use std::collections::VecDeque;

use thiserror::Error;
use tracing::{trace, warn};

use crate::simulation::entities::Entity;
use crate::simulation::error::StateInconsistency;
use crate::simulation::id::Id;
use crate::simulation::network::flow_cap::FlowCap;
use crate::simulation::network::storage_cap::StorageCap;
use crate::simulation::network::{Link, Node};

/// Where on a link an entity currently is.
#[derive(Debug, Clone, Copy, PartialEq, Eq)]
pub enum QueuePosition {
    /// Departed onto the link and waits to be let into traffic.
    Waiting,
    /// Travels along the link.
    Queued,
    /// Waits in the discharge buffer to cross the downstream node.
    DischargeReady,
}

/// Returned by [`LinkQueue::enter`] if the link is at its storage capacity. The rejected entity is
/// handed back to the caller, which must hold it and retry later.
#[derive(Debug, Error)]
#[error(
    "link {link} is at its storage capacity of {capacity}. Entity {} was not admitted",
    .entity.id()
)]
pub struct CapacityViolation {
    pub link: Id<Link>,
    pub capacity: u32,
    pub entity: Entity,
}

impl CapacityViolation {
    pub fn into_entity(self) -> Entity {
        self.entity
    }
}

#[derive(Debug)]
struct QueueEntry {
    entity: Entity,
    earliest_exit_time: u32,
}

/// An entity in the discharge buffer. Entities which departed onto the link never consumed
/// storage, so they must not release any when they leave.
#[derive(Debug)]
pub(super) struct BufferEntry {
    pub(super) entity: Entity,
    pub(super) holds_storage: bool,
}

#[derive(Debug, Default)]
pub struct LinkStepResult {
    /// Entities which reached the end of their route on this link.
    pub arrived: Vec<Entity>,
    pub inconsistencies: Vec<StateInconsistency>,
}

/// Runtime state of a link. Entities enter the queue at the upstream end, travel for at least
/// their travel time and are then moved into the discharge buffer, limited by the flow capacity
/// of the link. The downstream node takes entities out of the buffer.
#[derive(Debug)]
pub struct LinkQueue {
    id: Id<Link>,
    to: Id<Node>,
    q: VecDeque<QueueEntry>,
    waiting_list: VecDeque<Entity>,
    buffer: VecDeque<BufferEntry>,
    storage_cap: StorageCap,
    flow_cap: FlowCap,
}

impl LinkQueue {
    pub fn from_link(link: &Link, sample_size: f32, effective_cell_size: f32) -> Self {
        let storage_cap = match link.storage_capacity {
            Some(max) => StorageCap::with_max(max),
            None => StorageCap::build(
                link.length,
                link.permlanes,
                link.capacity,
                sample_size,
                effective_cell_size,
            ),
        };
        LinkQueue::new(
            link.id.clone(),
            link.to.clone(),
            storage_cap,
            FlowCap::new(link.capacity, sample_size),
        )
    }

    pub fn new(id: Id<Link>, to: Id<Node>, storage_cap: StorageCap, flow_cap: FlowCap) -> Self {
        LinkQueue {
            id,
            to,
            q: VecDeque::new(),
            waiting_list: VecDeque::new(),
            buffer: VecDeque::new(),
            storage_cap,
            flow_cap,
        }
    }

    pub fn id(&self) -> &Id<Link> {
        &self.id
    }

    pub fn to(&self) -> &Id<Node> {
        &self.to
    }

    /// Admits an entity at the upstream end of the link. The entity may leave the link at
    /// `now + travel_time` at the earliest, but never within the tick it entered.
    pub fn enter(
        &mut self,
        mut entity: Entity,
        now: u32,
        travel_time: u32,
    ) -> Result<(), CapacityViolation> {
        if !self.storage_cap.is_available() {
            return Err(CapacityViolation {
                link: self.id.clone(),
                capacity: self.storage_cap.max(),
                entity,
            });
        }

        let earliest_exit_time = now.saturating_add(travel_time.max(1));
        entity.set_link_enter_time(now);
        self.storage_cap.consume();
        self.q.push_back(QueueEntry {
            entity,
            earliest_exit_time,
        });
        Ok(())
    }

    /// Puts an entity which starts its route on this link into the waiting list.
    pub fn depart(&mut self, mut entity: Entity, now: u32) {
        entity.set_link_enter_time(now);
        self.waiting_list.push_back(entity);
    }

    /// Fills the buffer from two sources with priority:
    /// 1. Entities in the waiting list.
    /// 2. Entities in the queue which have reached their earliest exit time.
    ///
    /// Both is done only if the flow capacity allows this. Entities which end their route on this
    /// link leave it right away, regardless of the flow capacity.
    pub fn do_sim_step(&mut self, now: u32) -> LinkStepResult {
        self.flow_cap.update_capacity(now);
        let mut result = LinkStepResult::default();
        self.add_waiting_to_buffer(now, &mut result);
        self.add_queue_to_buffer(now, &mut result);
        result
    }

    fn add_waiting_to_buffer(&mut self, now: u32, result: &mut LinkStepResult) {
        while let Some(front) = self.waiting_list.front() {
            let arrives = front.next_link().is_none();
            if !arrives && !self.flow_cap.has_capacity_left() {
                break;
            }
            let Some(entity) = self.waiting_list.pop_front() else {
                break;
            };
            self.check_latest_exit(&entity, now, result);

            if arrives {
                result.arrived.push(entity);
            } else {
                self.flow_cap.consume_one();
                self.buffer.push_back(BufferEntry {
                    entity,
                    holds_storage: false,
                });
            }
        }
    }

    fn add_queue_to_buffer(&mut self, now: u32, result: &mut LinkStepResult) {
        while let Some(front) = self.q.front() {
            // If the earliest exit time has not passed, nothing to do
            if front.earliest_exit_time > now {
                break;
            }
            let arrives = front.entity.next_link().is_none();
            if !arrives && !self.flow_cap.has_capacity_left() {
                break;
            }
            let Some(QueueEntry { entity, .. }) = self.q.pop_front() else {
                break;
            };
            self.check_latest_exit(&entity, now, result);

            if arrives {
                self.storage_cap.release();
                result.arrived.push(entity);
            } else {
                self.flow_cap.consume_one();
                self.buffer.push_back(BufferEntry {
                    entity,
                    holds_storage: true,
                });
            }
        }
    }

    fn check_latest_exit(&self, entity: &Entity, now: u32, result: &mut LinkStepResult) {
        if let Some(latest_exit) = entity.latest_exit().filter(|latest| now > *latest) {
            let inconsistency = StateInconsistency::LateDischarge {
                entity: entity.id().clone(),
                link: self.id.clone(),
                time: now,
                latest_exit,
            };
            warn!("{inconsistency}");
            result.inconsistencies.push(inconsistency);
        }
    }

    /// The entity at the head of the discharge buffer, if any.
    pub fn offers(&self) -> Option<&Entity> {
        self.buffer.front().map(|entry| &entry.entity)
    }

    pub(super) fn pop_discharged(&mut self) -> Option<BufferEntry> {
        let entry = self.buffer.pop_front()?;
        if entry.holds_storage {
            self.storage_cap.release();
        }
        Some(entry)
    }

    /// Puts an entity back to the head of the buffer, after the downstream link rejected it.
    pub(super) fn restore_discharged(&mut self, entry: BufferEntry) {
        if entry.holds_storage {
            self.storage_cap.consume();
        }
        trace!(
            "Entity {} stays in the buffer of link {}",
            entry.entity.id(),
            self.id
        );
        self.buffer.push_front(entry);
    }

    pub fn is_available(&self) -> bool {
        self.storage_cap.is_available()
    }

    /// True while the link holds any entity.
    pub fn is_active(&self) -> bool {
        !self.q.is_empty() || !self.waiting_list.is_empty() || !self.buffer.is_empty()
    }

    pub fn has_discharge_ready(&self) -> bool {
        !self.buffer.is_empty()
    }

    /// Number of entities which currently consume storage on this link.
    pub fn occupancy(&self) -> u32 {
        self.storage_cap.used()
    }

    pub fn storage_capacity(&self) -> u32 {
        self.storage_cap.max()
    }

    pub fn flow_capacity(&self) -> f32 {
        self.flow_cap.capacity_per_tick()
    }

    pub fn entity_count(&self) -> usize {
        self.q.len() + self.waiting_list.len() + self.buffer.len()
    }

    pub fn locate(&self, id: &Id<Entity>) -> Option<QueuePosition> {
        if self.waiting_list.iter().any(|e| e.id() == id) {
            Some(QueuePosition::Waiting)
        } else if self.q.iter().any(|entry| entry.entity.id() == id) {
            Some(QueuePosition::Queued)
        } else if self.buffer.iter().any(|entry| entry.entity.id() == id) {
            Some(QueuePosition::DischargeReady)
        } else {
            None
        }
    }

    pub fn earliest_exit_time(&self, id: &Id<Entity>) -> Option<u32> {
        self.q
            .iter()
            .find(|entry| entry.entity.id() == id)
            .map(|entry| entry.earliest_exit_time)
    }

    /// Removes all entities from the link and resets its occupancy.
    pub fn clear(&mut self) -> Vec<Entity> {
        let mut entities: Vec<Entity> = self.waiting_list.drain(..).collect();
        entities.extend(self.q.drain(..).map(|entry| entry.entity));
        entities.extend(self.buffer.drain(..).map(|entry| entry.entity));
        self.storage_cap.reset();
        entities
    }
}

**Exercise:**
How many lines of these records include the word "VecDeque"? Only the number should be written.

**Response to the exercise:**
7